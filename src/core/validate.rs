//! Connection validator
//!
//! Decides whether an edge between two nodes is legal and computes the
//! cardinality pair. The store calls this before committing a new edge; a
//! rejection leaves the diagram untouched.

use thiserror::Error;

use crate::core::models::{Cardinality, Edge, Node, NodeId, NodeKind};

/// Role an entity plays when connected to an inheritance marker
///
/// The original editor asked for this interactively; in library form the
/// caller supplies it as an explicit parameter.
#[derive(Debug, Clone, Copy, PartialEq, Eq)]
pub enum InheritanceRole {
    /// The entity is the parent ("is-a" target) of the hierarchy
    Parent,
    /// The entity is a child (subtype) in the hierarchy
    Child,
}

/// Why a connection attempt was rejected
#[derive(Debug, Clone, PartialEq, Eq, Error)]
pub enum ConnectionError {
    /// Both endpoints are the same node
    #[error("cannot connect a node to itself")]
    SameNode,
    /// One of the endpoints does not exist
    #[error("no node with id {0}")]
    UnknownNode(NodeId),
    /// The two kinds may not be connected directly
    #[error("cannot connect {0} to {1} directly")]
    InvalidKindPair(NodeKind, NodeKind),
    /// Entity-attribute attachment goes through the owner reference
    #[error("attributes attach to their entity via the owner reference, not an edge")]
    OwnerAttachmentRequired,
    /// An edge between the pair already exists (either orientation)
    #[error("an edge between these nodes already exists")]
    DuplicateEdge,
    /// An identifying relationship only connects to weak entities
    #[error("an identifying relationship must connect to a weak entity")]
    IdentifyingRelationshipRequiresWeakEntity,
    /// Inheritance-entity connections need an explicit role
    #[error("connecting an inheritance marker to an entity requires a parent or child role")]
    RoleRequired,
}

/// A validated connection that has not been inserted yet
///
/// Orientation matches the argument order of [`validate_connection`]; the
/// store turns the plan into an [`Edge`] by minting an id.
#[derive(Debug, Clone, PartialEq, Eq)]
pub struct EdgePlan {
    /// First endpoint (the `a` argument)
    pub from: NodeId,
    /// Second endpoint (the `b` argument)
    pub to: NodeId,
    /// Cardinality at the `from` endpoint
    pub from_card: Cardinality,
    /// Cardinality at the `to` endpoint
    pub to_card: Cardinality,
}

fn find<'a>(nodes: &'a [Node], id: &NodeId) -> Option<&'a Node> {
    nodes.iter().find(|n| n.id() == id)
}

/// Validate a connection between nodes `a` and `b`
///
/// Rules, in order:
/// 1. The endpoints must differ and must both exist.
/// 2. Same-kind pairs are rejected.
/// 3. Entity-attribute pairs are rejected (the owner reference is the only
///    attachment path).
/// 4. At most one edge per unordered pair.
/// 5. An identifying relationship connects only to a weak entity; the
///    relationship side is many, the entity side one.
/// 6. Inheritance-entity connections require `role`; a parent entity gets
///    cardinality one, a child entity many (the marker side is the reverse).
/// 7. Everything else defaults to many/many.
///
/// # Errors
/// Returns a [`ConnectionError`] describing the first violated rule.
pub fn validate_connection(
    nodes: &[Node],
    edges: &[Edge],
    a: &NodeId,
    b: &NodeId,
    role: Option<InheritanceRole>,
) -> Result<EdgePlan, ConnectionError> {
    if a == b {
        return Err(ConnectionError::SameNode);
    }

    let n1 = find(nodes, a).ok_or_else(|| ConnectionError::UnknownNode(a.clone()))?;
    let n2 = find(nodes, b).ok_or_else(|| ConnectionError::UnknownNode(b.clone()))?;
    let (k1, k2) = (n1.kind(), n2.kind());

    if k1 == k2 {
        return Err(ConnectionError::InvalidKindPair(k1, k2));
    }

    if matches!(
        (k1, k2),
        (NodeKind::Entity, NodeKind::Attribute) | (NodeKind::Attribute, NodeKind::Entity)
    ) {
        return Err(ConnectionError::OwnerAttachmentRequired);
    }

    if edges.iter().any(|e| e.links(a, b)) {
        return Err(ConnectionError::DuplicateEdge);
    }

    let mut plan = EdgePlan {
        from: a.clone(),
        to: b.clone(),
        from_card: Cardinality::Many,
        to_card: Cardinality::Many,
    };

    // Identifying relationship <-> entity: the entity must be weak; the
    // relationship side is many, the weak entity side one.
    if let (Some(rel), Some(ent)) = (n1.as_relationship(), n2.as_entity()) {
        if rel.identifying {
            if !ent.weak {
                return Err(ConnectionError::IdentifyingRelationshipRequiresWeakEntity);
            }
            plan.from_card = Cardinality::Many;
            plan.to_card = Cardinality::One;
        }
    } else if let (Some(ent), Some(rel)) = (n1.as_entity(), n2.as_relationship()) {
        if rel.identifying {
            if !ent.weak {
                return Err(ConnectionError::IdentifyingRelationshipRequiresWeakEntity);
            }
            plan.from_card = Cardinality::One;
            plan.to_card = Cardinality::Many;
        }
    }

    // Inheritance marker <-> entity: the caller designates the entity's role.
    match (k1, k2) {
        (NodeKind::Inheritance, NodeKind::Entity) => {
            let role = role.ok_or(ConnectionError::RoleRequired)?;
            match role {
                InheritanceRole::Parent => {
                    plan.from_card = Cardinality::Many;
                    plan.to_card = Cardinality::One;
                }
                InheritanceRole::Child => {
                    plan.from_card = Cardinality::One;
                    plan.to_card = Cardinality::Many;
                }
            }
        }
        (NodeKind::Entity, NodeKind::Inheritance) => {
            let role = role.ok_or(ConnectionError::RoleRequired)?;
            match role {
                InheritanceRole::Parent => {
                    plan.from_card = Cardinality::One;
                    plan.to_card = Cardinality::Many;
                }
                InheritanceRole::Child => {
                    plan.from_card = Cardinality::Many;
                    plan.to_card = Cardinality::One;
                }
            }
        }
        _ => {}
    }

    Ok(plan)
}

#[cfg(test)]
mod tests {
    use super::*;
    use crate::core::models::{
        shape_for, AttributeNode, EntityNode, InheritanceNode, RelationshipNode,
    };

    fn entity(id: &str, weak: bool) -> Node {
        Node::Entity(EntityNode {
            id: NodeId::from(id),
            name: id.to_string(),
            rect: shape_for(NodeKind::Entity).spawn_rect(),
            weak,
        })
    }

    fn relationship(id: &str, identifying: bool) -> Node {
        Node::Relationship(RelationshipNode {
            id: NodeId::from(id),
            name: "R".to_string(),
            rect: shape_for(NodeKind::Relationship).spawn_rect(),
            identifying,
        })
    }

    fn attribute(id: &str, owner: &str) -> Node {
        Node::Attribute(AttributeNode {
            id: NodeId::from(id),
            name: "attr".to_string(),
            rect: shape_for(NodeKind::Attribute).spawn_rect(),
            owner: NodeId::from(owner),
        })
    }

    fn inheritance(id: &str) -> Node {
        Node::Inheritance(InheritanceNode {
            id: NodeId::from(id),
            name: "is-a".to_string(),
            rect: shape_for(NodeKind::Inheritance).spawn_rect(),
        })
    }

    fn check(
        nodes: &[Node],
        a: &str,
        b: &str,
        role: Option<InheritanceRole>,
    ) -> Result<EdgePlan, ConnectionError> {
        validate_connection(nodes, &[], &NodeId::from(a), &NodeId::from(b), role)
    }

    #[test]
    fn test_same_node_rejected() {
        let nodes = vec![entity("E1", false)];
        assert_eq!(
            check(&nodes, "E1", "E1", None),
            Err(ConnectionError::SameNode)
        );
    }

    #[test]
    fn test_unknown_node_rejected() {
        let nodes = vec![entity("E1", false)];
        assert_eq!(
            check(&nodes, "E1", "E9", None),
            Err(ConnectionError::UnknownNode(NodeId::from("E9")))
        );
    }

    #[test]
    fn test_same_kind_pairs_rejected() {
        let nodes = vec![
            entity("E1", false),
            entity("E2", false),
            relationship("R1", false),
            relationship("R2", false),
            inheritance("I1"),
            inheritance("I2"),
        ];
        assert_eq!(
            check(&nodes, "E1", "E2", None),
            Err(ConnectionError::InvalidKindPair(
                NodeKind::Entity,
                NodeKind::Entity
            ))
        );
        assert!(matches!(
            check(&nodes, "R1", "R2", None),
            Err(ConnectionError::InvalidKindPair(_, _))
        ));
        assert!(matches!(
            check(&nodes, "I1", "I2", None),
            Err(ConnectionError::InvalidKindPair(_, _))
        ));
    }

    #[test]
    fn test_entity_attribute_rejected() {
        let nodes = vec![entity("E1", false), attribute("A1", "E1")];
        assert_eq!(
            check(&nodes, "E1", "A1", None),
            Err(ConnectionError::OwnerAttachmentRequired)
        );
        assert_eq!(
            check(&nodes, "A1", "E1", None),
            Err(ConnectionError::OwnerAttachmentRequired)
        );
    }

    #[test]
    fn test_duplicate_edge_rejected() {
        let nodes = vec![entity("E1", false), relationship("R1", false)];
        let edges = vec![Edge {
            id: crate::core::models::EdgeId::from("G1"),
            from: NodeId::from("R1"),
            to: NodeId::from("E1"),
            from_card: Cardinality::Many,
            to_card: Cardinality::Many,
        }];
        // Either orientation counts as a duplicate.
        assert_eq!(
            validate_connection(&nodes, &edges, &NodeId::from("E1"), &NodeId::from("R1"), None),
            Err(ConnectionError::DuplicateEdge)
        );
    }

    #[test]
    fn test_identifying_relationship_needs_weak_entity() {
        let nodes = vec![entity("E1", false), relationship("R1", true)];
        assert_eq!(
            check(&nodes, "R1", "E1", None),
            Err(ConnectionError::IdentifyingRelationshipRequiresWeakEntity)
        );
    }

    #[test]
    fn test_identifying_relationship_to_weak_entity() {
        let nodes = vec![entity("E2", true), relationship("R1", true)];
        let plan = check(&nodes, "R1", "E2", None).expect("accepted");
        assert_eq!(plan.from_card, Cardinality::Many);
        assert_eq!(plan.to_card, Cardinality::One);

        // Reversed argument order keeps the cardinalities on the right ends.
        let plan = check(&nodes, "E2", "R1", None).expect("accepted");
        assert_eq!(plan.from_card, Cardinality::One);
        assert_eq!(plan.to_card, Cardinality::Many);
    }

    #[test]
    fn test_inheritance_requires_role() {
        let nodes = vec![entity("E1", false), inheritance("I1")];
        assert_eq!(
            check(&nodes, "I1", "E1", None),
            Err(ConnectionError::RoleRequired)
        );
    }

    #[test]
    fn test_inheritance_parent_and_child_cardinalities() {
        let nodes = vec![entity("E1", false), inheritance("I1")];

        let plan = check(&nodes, "I1", "E1", Some(InheritanceRole::Parent)).expect("accepted");
        assert_eq!(plan.from_card, Cardinality::Many);
        assert_eq!(plan.to_card, Cardinality::One);

        let plan = check(&nodes, "E1", "I1", Some(InheritanceRole::Child)).expect("accepted");
        assert_eq!(plan.from_card, Cardinality::Many);
        assert_eq!(plan.to_card, Cardinality::One);
    }

    #[test]
    fn test_plain_relationship_defaults_to_many_many() {
        let nodes = vec![entity("E1", false), relationship("R1", false)];
        let plan = check(&nodes, "R1", "E1", None).expect("accepted");
        assert_eq!(plan.from_card, Cardinality::Many);
        assert_eq!(plan.to_card, Cardinality::Many);
    }
}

◆ **THE TASK**:
Reproduce the entries above exactly, but only the lines between the line holding "and computes the" and the line holding "use thiserror::Error;", inclusive.

◆ **RESULT OF THIS TASK**:
//! Decides whether an edge between two nodes is legal and computes the
//! cardinality pair. The store calls this before committing a new edge; a
//! rejection leaves the diagram untouched.

use thiserror::Error;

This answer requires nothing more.